Впрочем, было сыро. В воздухе так и витали капельки влажности, может быть, даже тумана. Наташа шла из дома пешком, с плеером в ушах и с волнением в сердце. В среду в Москву! Послезавтра. Наташа не знала, чего больше, ликования по этому поводу или грусти от расставания с Максом. Зимой уезжать из Сочи гораздо легче, чем летом.
Так загулялась по магазинам, что домой вернулась позже Макса.
— Теперь у нас полно хлеба, — констатировал он, когда Наташа принялась разгружать сумки. — Я тоже купил.
— Ничего, — оптимистично улыбнулась девушка. — Сделаем сухарей, хлебных чипсов с сыром и что-нибудь слепим из мякушки.
— Из мякиша, — поправил Макс.
— Из мякушки! — упрямилась Наташа.
Он сидел на кухне и читал книгу — здесь удобнее это делать, так как стол расположен возле окна, а вместо скрипучего офисного креслица — удобный мягкий диван. Наташа подошла, поцеловала Макса в лоб и заглянула к нему в книгу. В первом же попавшемся абзаце было столько научных терминов, что Наташа даже не сразу разобралась, по какому предмету этот учебник; про смысл текста и говорить нечего.
— Это что-то для аспирантуры? — уточнила она с сомнением. Не хотелось выглядеть невеждой, но скрыть свою недалекость не смогла.

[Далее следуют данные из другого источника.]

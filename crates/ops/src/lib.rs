#![deny(clippy::pedantic, unsafe_code)]
#![allow(clippy::module_name_repetitions)]

//! Patch run orchestration for auto-patch
//!
//! This crate sits between the CLI and the zypper and notify crates: it
//! drives the patch state machine, collects the report and hands it to a
//! [`ReportSender`].

mod context;
mod patch;
mod report;
mod retry;
mod summary;
mod types;

pub use context::PatchCtx;
pub use patch::patch;
pub use report::{build_report, ReportBuffer};
pub use retry::RetryPolicy;
pub use summary::SummaryMatcher;
pub use types::RunSummary;

use autopatch_config::Config;
use autopatch_errors::Error;
use autopatch_events::{EventEmitter, ReportEvent};
use autopatch_notify::{MailReport, ReportSender};
use autopatch_zypper::{CommandRunner, Zypper};
use uuid::Uuid;

/// Run a complete patch cycle and deliver its report
///
/// # Errors
///
/// Returns an error if zypper cannot be run, is killed by a signal, or the
/// report cannot be delivered. Zypper exit codes are not errors here; they
/// are part of the returned summary.
pub fn run<R, S>(config: &Config, runner: R, sender: &S) -> Result<RunSummary, Error>
where
    R: CommandRunner,
    S: ReportSender + ?Sized,
{
    let run_id = Uuid::new_v4();
    let zypper = Zypper::new(runner, &config.zypper.binary);
    let mut ctx = PatchCtx::new(&zypper, config.logging.report_level, run_id)?;
    let policy = RetryPolicy::from_config(&config.retry);

    tracing::debug!(%run_id, max_attempts = policy.max_attempts, "starting patch run");
    let result = patch(&mut ctx, &policy)?;

    if result.has_reportable_content() {
        let body = ctx.report().as_str().to_string();
        ctx.emit_report(ReportEvent::Composed { body });
    }

    let mut report_sent = false;
    match build_report(ctx.report(), &result, config.mailreport.report) {
        Some(body) => {
            let mail = MailReport::compose(&config.mailreport.resolve(), body);
            if let Err(err) = sender.send(&mail) {
                ctx.emit_internal_error(err.to_string());
                return Err(err.into());
            }
            ctx.emit_report(ReportEvent::Sent {
                to: mail.to.clone(),
                mailhost: mail.mailhost.clone(),
            });
            report_sent = true;
        }
        None => ctx.emit_report(ReportEvent::Skipped),
    }

    Ok(RunSummary {
        run_id,
        result,
        report_sent,
    })
}
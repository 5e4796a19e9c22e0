use autopatch_errors::NotifyError;
use lettre::message::header::ContentType;
use lettre::message::Mailbox;
use lettre::{Message, SmtpTransport, Transport};

use crate::{MailReport, ReportSender};

/// Plain SMTP delivery through the report's mailhost
#[derive(Debug, Default, Clone, Copy)]
pub struct SmtpSender;

impl SmtpSender {
    /// Build the RFC 5322 message for `report`
    ///
    /// # Errors
    ///
    /// Returns `NotifyError::InvalidAddress` for an unparseable sender or
    /// recipient and `NotifyError::Compose` if no recipient is given.
    pub fn build_message(report: &MailReport) -> Result<Message, NotifyError> {
        let mut builder = Message::builder()
            .from(parse_mailbox(&report.from)?)
            .subject(report.subject.clone())
            .header(ContentType::TEXT_PLAIN);

        let mut recipients = 0;
        for address in report.recipients() {
            builder = builder.to(parse_mailbox(address)?);
            recipients += 1;
        }
        if recipients == 0 {
            return Err(NotifyError::Compose {
                message: "no recipient given".to_string(),
            });
        }

        builder
            .body(report.body.clone())
            .map_err(|e| NotifyError::Compose {
                message: e.to_string(),
            })
    }
}

impl ReportSender for SmtpSender {
    fn send(&self, report: &MailReport) -> Result<(), NotifyError> {
        let message = Self::build_message(report)?;
        let transport = SmtpTransport::builder_dangerous(report.mailhost.as_str()).build();

        tracing::debug!(mailhost = %report.mailhost, to = %report.to, "sending report");
        transport
            .send(&message)
            .map(|_| ())
            .map_err(|e| NotifyError::Delivery {
                mailhost: report.mailhost.clone(),
                message: e.to_string(),
            })
    }
}

fn parse_mailbox(address: &str) -> Result<Mailbox, NotifyError> {
    address
        .parse()
        .map_err(|e: lettre::address::AddressError| NotifyError::InvalidAddress {
            address: address.to_string(),
            message: e.to_string(),
        })
}
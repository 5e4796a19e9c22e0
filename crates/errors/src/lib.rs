#![deny(clippy::pedantic, unsafe_code)]
#![allow(clippy::module_name_repetitions)]

//! Error types for auto-patch
//!
//! This crate provides fine-grained error types organized by domain.
//! All error types implement Clone so they can be logged and still returned.

use std::borrow::Cow;

use autopatch_types::INTERNAL_ERROR;
use thiserror::Error;

pub mod config;
pub mod notify;
pub mod zypper;

// Re-export all error types at the root
pub use config::ConfigError;
pub use notify::NotifyError;
pub use zypper::ZypperError;

/// Generic error type for cross-crate boundaries
#[derive(Debug, Clone, Error)]
pub enum Error {
    #[error("zypper error: {0}")]
    Zypper(#[from] ZypperError),

    #[error("config error: {0}")]
    Config(#[from] ConfigError),

    #[error("report delivery error: {0}")]
    Notify(#[from] NotifyError),

    #[error("internal error: {0}")]
    Internal(String),
}

impl Error {
    /// Create an internal error with a message
    pub fn internal(msg: impl Into<String>) -> Self {
        Self::Internal(msg.into())
    }

    /// Exit code the process should terminate with for this error
    ///
    /// Zypper failures propagate zypper's own exit code so operators can
    /// tell a privilege problem from a bug; everything else is internal.
    #[must_use]
    pub fn process_exit_code(&self) -> i32 {
        match self {
            Error::Zypper(err) => err.exit_code().unwrap_or(INTERNAL_ERROR),
            _ => INTERNAL_ERROR,
        }
    }
}

impl From<regex::Error> for Error {
    fn from(err: regex::Error) -> Self {
        Self::Internal(format!("invalid pattern: {err}"))
    }
}

/// Minimal interface for rendering user-facing error information without
/// requiring heavyweight envelopes.
pub trait UserFacingError {
    /// Short message suitable for CLI output.
    fn user_message(&self) -> Cow<'_, str>;

    /// Optional remediation hint.
    fn user_hint(&self) -> Option<&'static str> {
        None
    }

    /// Whether retrying the same operation is likely to succeed.
    fn is_retryable(&self) -> bool {
        false
    }

    /// Stable error code for analytics / structured reporting.
    fn user_code(&self) -> Option<&'static str> {
        None
    }
}

impl UserFacingError for Error {
    fn user_message(&self) -> Cow<'_, str> {
        match self {
            Error::Zypper(err) => err.user_message(),
            Error::Config(err) => err.user_message(),
            Error::Notify(err) => err.user_message(),
            Error::Internal(_) => Cow::Owned(self.to_string()),
        }
    }

    fn user_hint(&self) -> Option<&'static str> {
        match self {
            Error::Zypper(err) => err.user_hint(),
            Error::Config(err) => err.user_hint(),
            Error::Notify(err) => err.user_hint(),
            _ => None,
        }
    }

    fn is_retryable(&self) -> bool {
        match self {
            Error::Zypper(err) => err.is_retryable(),
            Error::Notify(err) => err.is_retryable(),
            _ => false,
        }
    }

    fn user_code(&self) -> Option<&'static str> {
        match self {
            Error::Zypper(err) => err.user_code(),
            Error::Config(err) => err.user_code(),
            Error::Notify(err) => err.user_code(),
            Error::Internal(_) => Some("error.internal"),
        }
    }
}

Макс ухмыльнулся, глянув на нее снизу вверх, и кивнул:
— Это педагогика. Просто очень серьезный труд одного ученого.
— ЭТО — педагогика?! — презрительно поморщилась девчонка. — Это зашифрованное послание инопланетян!
— Так вот почему мне так интересно! — догадался Максим.
Он выглядел таким уставшим. Без майки было видно, как он сутулится, хотя при его осанке казалось, что он просто расслабил плечи. Его волосы были тщательно зализаны и собраны на затылке в куцый хвостик. Давно не видела его с такой прической. Так гораздо больше привлекают внимание черты его лица. Сразу отчетливо виден его возраст. Не двадцать пять — тридцать. Тридцать два. Будет на следующей неделе, в пятницу. Наташа отметит этот праздник в Москве. Правда, в Москве это будет Валентинов День. Родился же человек в день всех влюбленных… Наташа улыбнулась своим мыслям: оба эти праздника — его. Стояла рядом, обнимая и целуя его время от времени, а Макс легонько и машинально поглаживал ее по попе в обтягивающих джинсах.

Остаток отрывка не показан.